● MATERIAL SUPPLIED:
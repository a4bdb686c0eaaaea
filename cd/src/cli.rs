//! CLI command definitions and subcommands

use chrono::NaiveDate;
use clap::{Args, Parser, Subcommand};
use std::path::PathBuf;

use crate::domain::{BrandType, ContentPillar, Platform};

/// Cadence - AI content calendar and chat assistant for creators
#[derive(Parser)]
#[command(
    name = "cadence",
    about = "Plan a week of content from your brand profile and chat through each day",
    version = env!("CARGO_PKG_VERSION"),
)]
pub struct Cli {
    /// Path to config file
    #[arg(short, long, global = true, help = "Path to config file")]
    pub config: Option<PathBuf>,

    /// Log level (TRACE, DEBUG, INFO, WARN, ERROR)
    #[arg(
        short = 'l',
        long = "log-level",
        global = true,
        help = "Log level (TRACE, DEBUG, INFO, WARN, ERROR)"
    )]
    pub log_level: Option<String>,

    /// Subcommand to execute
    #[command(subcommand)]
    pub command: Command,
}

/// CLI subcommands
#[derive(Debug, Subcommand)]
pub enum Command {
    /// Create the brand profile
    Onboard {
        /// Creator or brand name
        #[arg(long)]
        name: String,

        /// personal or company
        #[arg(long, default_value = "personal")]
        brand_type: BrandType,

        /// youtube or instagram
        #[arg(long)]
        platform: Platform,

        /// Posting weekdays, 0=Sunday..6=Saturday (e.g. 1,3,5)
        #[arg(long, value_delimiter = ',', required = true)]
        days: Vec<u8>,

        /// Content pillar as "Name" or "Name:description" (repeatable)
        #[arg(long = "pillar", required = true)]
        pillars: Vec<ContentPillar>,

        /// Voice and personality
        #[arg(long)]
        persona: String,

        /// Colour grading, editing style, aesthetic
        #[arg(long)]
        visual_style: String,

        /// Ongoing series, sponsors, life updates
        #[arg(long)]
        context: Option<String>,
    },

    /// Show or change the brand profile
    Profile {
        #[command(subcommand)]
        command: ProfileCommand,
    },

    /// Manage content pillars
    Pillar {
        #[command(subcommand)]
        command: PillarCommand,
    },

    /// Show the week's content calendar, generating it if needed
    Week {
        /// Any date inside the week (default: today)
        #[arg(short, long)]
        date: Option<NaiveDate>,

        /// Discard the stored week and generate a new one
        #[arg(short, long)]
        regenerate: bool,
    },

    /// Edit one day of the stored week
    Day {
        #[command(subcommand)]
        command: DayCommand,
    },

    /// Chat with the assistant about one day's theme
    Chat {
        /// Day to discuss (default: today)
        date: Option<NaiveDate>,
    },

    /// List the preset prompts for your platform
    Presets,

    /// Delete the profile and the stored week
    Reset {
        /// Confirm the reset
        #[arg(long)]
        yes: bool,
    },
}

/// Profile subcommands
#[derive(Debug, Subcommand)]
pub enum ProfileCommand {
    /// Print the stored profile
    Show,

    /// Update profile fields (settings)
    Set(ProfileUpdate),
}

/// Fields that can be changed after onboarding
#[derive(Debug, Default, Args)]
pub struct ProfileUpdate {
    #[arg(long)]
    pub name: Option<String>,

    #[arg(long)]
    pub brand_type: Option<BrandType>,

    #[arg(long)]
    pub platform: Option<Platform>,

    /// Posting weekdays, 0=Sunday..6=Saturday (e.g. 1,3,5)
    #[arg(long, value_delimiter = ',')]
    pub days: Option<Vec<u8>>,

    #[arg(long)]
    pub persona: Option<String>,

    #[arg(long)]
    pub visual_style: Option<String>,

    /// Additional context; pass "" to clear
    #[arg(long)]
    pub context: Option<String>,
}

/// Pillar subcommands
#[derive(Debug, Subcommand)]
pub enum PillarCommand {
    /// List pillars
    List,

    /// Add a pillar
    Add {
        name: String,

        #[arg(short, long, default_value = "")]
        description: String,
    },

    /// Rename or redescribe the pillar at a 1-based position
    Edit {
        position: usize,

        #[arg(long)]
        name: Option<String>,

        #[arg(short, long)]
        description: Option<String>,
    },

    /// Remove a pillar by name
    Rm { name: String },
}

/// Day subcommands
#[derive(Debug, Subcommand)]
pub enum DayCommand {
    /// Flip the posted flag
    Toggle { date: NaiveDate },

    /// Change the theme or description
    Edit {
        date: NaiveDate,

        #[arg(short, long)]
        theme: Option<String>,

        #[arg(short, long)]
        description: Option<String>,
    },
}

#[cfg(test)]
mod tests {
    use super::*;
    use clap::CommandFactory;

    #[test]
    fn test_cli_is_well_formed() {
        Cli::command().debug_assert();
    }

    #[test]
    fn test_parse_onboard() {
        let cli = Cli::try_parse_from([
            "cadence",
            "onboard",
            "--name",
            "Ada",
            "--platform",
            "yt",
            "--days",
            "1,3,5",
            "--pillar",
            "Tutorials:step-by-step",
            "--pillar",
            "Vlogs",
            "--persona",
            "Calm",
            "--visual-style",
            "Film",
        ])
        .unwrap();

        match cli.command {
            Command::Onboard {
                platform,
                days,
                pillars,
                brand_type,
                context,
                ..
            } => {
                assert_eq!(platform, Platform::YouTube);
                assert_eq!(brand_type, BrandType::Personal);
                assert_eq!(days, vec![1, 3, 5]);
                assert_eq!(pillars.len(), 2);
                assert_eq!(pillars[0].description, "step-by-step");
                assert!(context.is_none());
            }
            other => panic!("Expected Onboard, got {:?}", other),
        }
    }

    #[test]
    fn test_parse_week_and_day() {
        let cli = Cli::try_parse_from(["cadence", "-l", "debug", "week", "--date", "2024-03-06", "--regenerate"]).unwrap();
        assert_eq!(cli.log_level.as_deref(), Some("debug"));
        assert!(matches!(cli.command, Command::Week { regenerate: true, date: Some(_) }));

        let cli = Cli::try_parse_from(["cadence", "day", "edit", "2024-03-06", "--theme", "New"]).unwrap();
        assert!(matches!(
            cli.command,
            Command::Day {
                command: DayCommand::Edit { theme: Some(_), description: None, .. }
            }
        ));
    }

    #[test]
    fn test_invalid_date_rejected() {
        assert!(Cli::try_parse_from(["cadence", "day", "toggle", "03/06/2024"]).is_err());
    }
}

● EXERCISE AIM:
Across all the entries, count the lines that contain the word "stored" and give the number by itself.

● SOLUTION FOR THIS EXERCISE:
4